Dios nos hace nuevas criaturas
“Por sus frutos los conoceréis” (Mateo 7:20).
En Mateo 7:15 al 20 Jesús revela principios que nos ayudan a entender mejor cómo piensa y actúa Dios. Según el Señor, ningún profeta debe ser aceptado como tal sin que antes prestemos atención al testimonio general de su vida. Los frutos son determinantes para saber si la vida de una persona que dice hablar en el nombre de Dios está siendo realmente guiada por los principios de la Palabra inspirada. Esta prueba es la única prueba segura porque, tal como indica Jesús, el árbol bueno no puede dar malos frutos, ni el árbol malo puede dar buenos frutos. Esto nos da una pauta divina para la vida cristiana.
Nuestro Dios quiere que sepamos que el enfoque central, si queremos ser verdaderos hijos suyos, no debe estar en los frutos que “damos”, sino en el tipo de árbol que somos. Aunque los demás pueden saber lo que somos fijándose en los frutos que damos, no llegamos a mostrar esos frutos dedicándonos a tratar de producirlos, sino asegurándonos de ser un buen árbol. Ser un buen árbol tiene que ver con el ser; producir buenos frutos tiene que ver con el hacer. Ser implica nuestro nacimiento; hacer implica nuestro crecimiento. Ser es una cuestión de vida, la cual solo Dios puede dar; hacer es el resultado de estar vivo. La posibilidad de ser un buen árbol depende absolutamente de que la gracia y el poder de Dios obren en nosotros. En buscar esa experiencia es que debemos concentrarnos; esa debe ser nuestra prioridad. Los frutos vendrán como resultado de la obra del Espíritu Santo en nosotros (ver Gál. 5:22). No son frutos naturales, son frutos espirituales, es decir, solo los produce el Espíritu. Lejos de Dios, nuestros frutos son los naturales de la carne: aunque puedan estar revestidos de piedad, son movidos por un carácter no convertido y, por lo tanto, egocéntrico y orgulloso.

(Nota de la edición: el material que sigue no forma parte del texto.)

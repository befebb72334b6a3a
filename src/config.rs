use anyhow::{Context, Result};
use serde::Deserialize;
use std::fs;
use std::path::PathBuf;

#[derive(Debug, Deserialize, Clone)]
#[serde(default)]
pub struct Config {
    pub poll: PollConfig,
    pub volume: VolumeConfig,
    pub hotkeys: HotkeysConfig,
    pub ui: UiConfig,
    pub telemetry: TelemetryConfig,
}

#[derive(Debug, Deserialize, Clone)]
#[serde(default)]
pub struct PollConfig {
    /// Seconds between session list refreshes
    pub interval_secs: f64,
    /// Peak level below which a session counts as silent
    pub active_threshold: f32,
}

#[derive(Debug, Deserialize, Clone)]
#[serde(default)]
pub struct VolumeConfig {
    /// Volume change per hotkey press, in [0, 1] units
    pub step: f32,
}

#[derive(Debug, Deserialize, Clone)]
#[serde(default)]
pub struct HotkeysConfig {
    /// Path of the persisted hotkey assignment file
    pub path: String,
}

#[derive(Debug, Deserialize, Clone, Default)]
#[serde(default)]
pub struct UiConfig {
    /// Language override ("en"/"es"); system locale when absent
    pub language: Option<String>,
}

#[derive(Debug, Deserialize, Clone)]
#[serde(default)]
pub struct TelemetryConfig {
    pub enabled: bool,
    pub log_path: String,
}

impl Default for Config {
    fn default() -> Self {
        Self {
            poll: PollConfig::default(),
            volume: VolumeConfig::default(),
            hotkeys: HotkeysConfig::default(),
            ui: UiConfig::default(),
            telemetry: TelemetryConfig::default(),
        }
    }
}

impl Default for PollConfig {
    fn default() -> Self {
        Self {
            interval_secs: 1.0,
            active_threshold: 0.02,
        }
    }
}

impl Default for VolumeConfig {
    fn default() -> Self {
        Self { step: 0.05 }
    }
}

impl Default for HotkeysConfig {
    fn default() -> Self {
        Self {
            path: "~/.volume-hotkey/hotkeys.json".to_owned(),
        }
    }
}

impl Default for TelemetryConfig {
    fn default() -> Self {
        Self {
            enabled: false,
            log_path: "~/.volume-hotkey/volume-hotkey.log".to_owned(),
        }
    }
}

impl Config {
    /// Load config from ~/.volume-hotkey.toml
    pub fn load() -> Result<Self> {
        let config_path = Self::config_path()?;

        if !config_path.exists() {
            Self::create_default(&config_path).context("failed to create default config")?;
        }

        let contents = fs::read_to_string(&config_path).context("failed to read config file")?;

        let config: Self = toml::from_str(&contents).context("failed to parse config TOML")?;

        Ok(config)
    }

    fn config_path() -> Result<PathBuf> {
        Ok(home_dir()?.join(".volume-hotkey.toml"))
    }

    fn create_default(path: &PathBuf) -> Result<()> {
        let default_config = r#"[poll]
interval_secs = 1.0
active_threshold = 0.02

[volume]
step = 0.05

[hotkeys]
path = "~/.volume-hotkey/hotkeys.json"

[ui]
# language = "en"

[telemetry]
enabled = false
log_path = "~/.volume-hotkey/volume-hotkey.log"
"#;
        fs::write(path, default_config).context("failed to write default config")?;
        Ok(())
    }

    /// Expand ~ in paths to home directory
    pub fn expand_path(path: &str) -> Result<PathBuf> {
        if let Some(stripped) = path.strip_prefix("~/") {
            Ok(home_dir()?.join(stripped))
        } else {
            Ok(PathBuf::from(path))
        }
    }
}

fn home_dir() -> Result<PathBuf> {
    std::env::var("HOME")
        .or_else(|_| std::env::var("USERPROFILE"))
        .map(PathBuf::from)
        .context("neither HOME nor USERPROFILE is set")
}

No tiene sentido dedicarnos a intentar producir frutos, puesto que no es a través del esfuerzo humano que se logran; es obra del Espíritu. Lo que debemos hacer es buscar la experiencia del nuevo nacimiento, entregando el control de cada ámbito de nuestra vida a Dios para que, por medio de su Espíritu Santo, nos transforme, convirtiéndonos en buenos árboles. Entonces, inevitablemente los frutos se verán. Porque él es la Vid verdadera, y solo permaneciendo en él es que podemos llevar fruto (ver Juan 15:1-4). En palabras de Jesús: “El que permanece en mí y yo en él, este lleva mucho fruto, porque separados de mí nada podéis hacer” (Juan 15:5).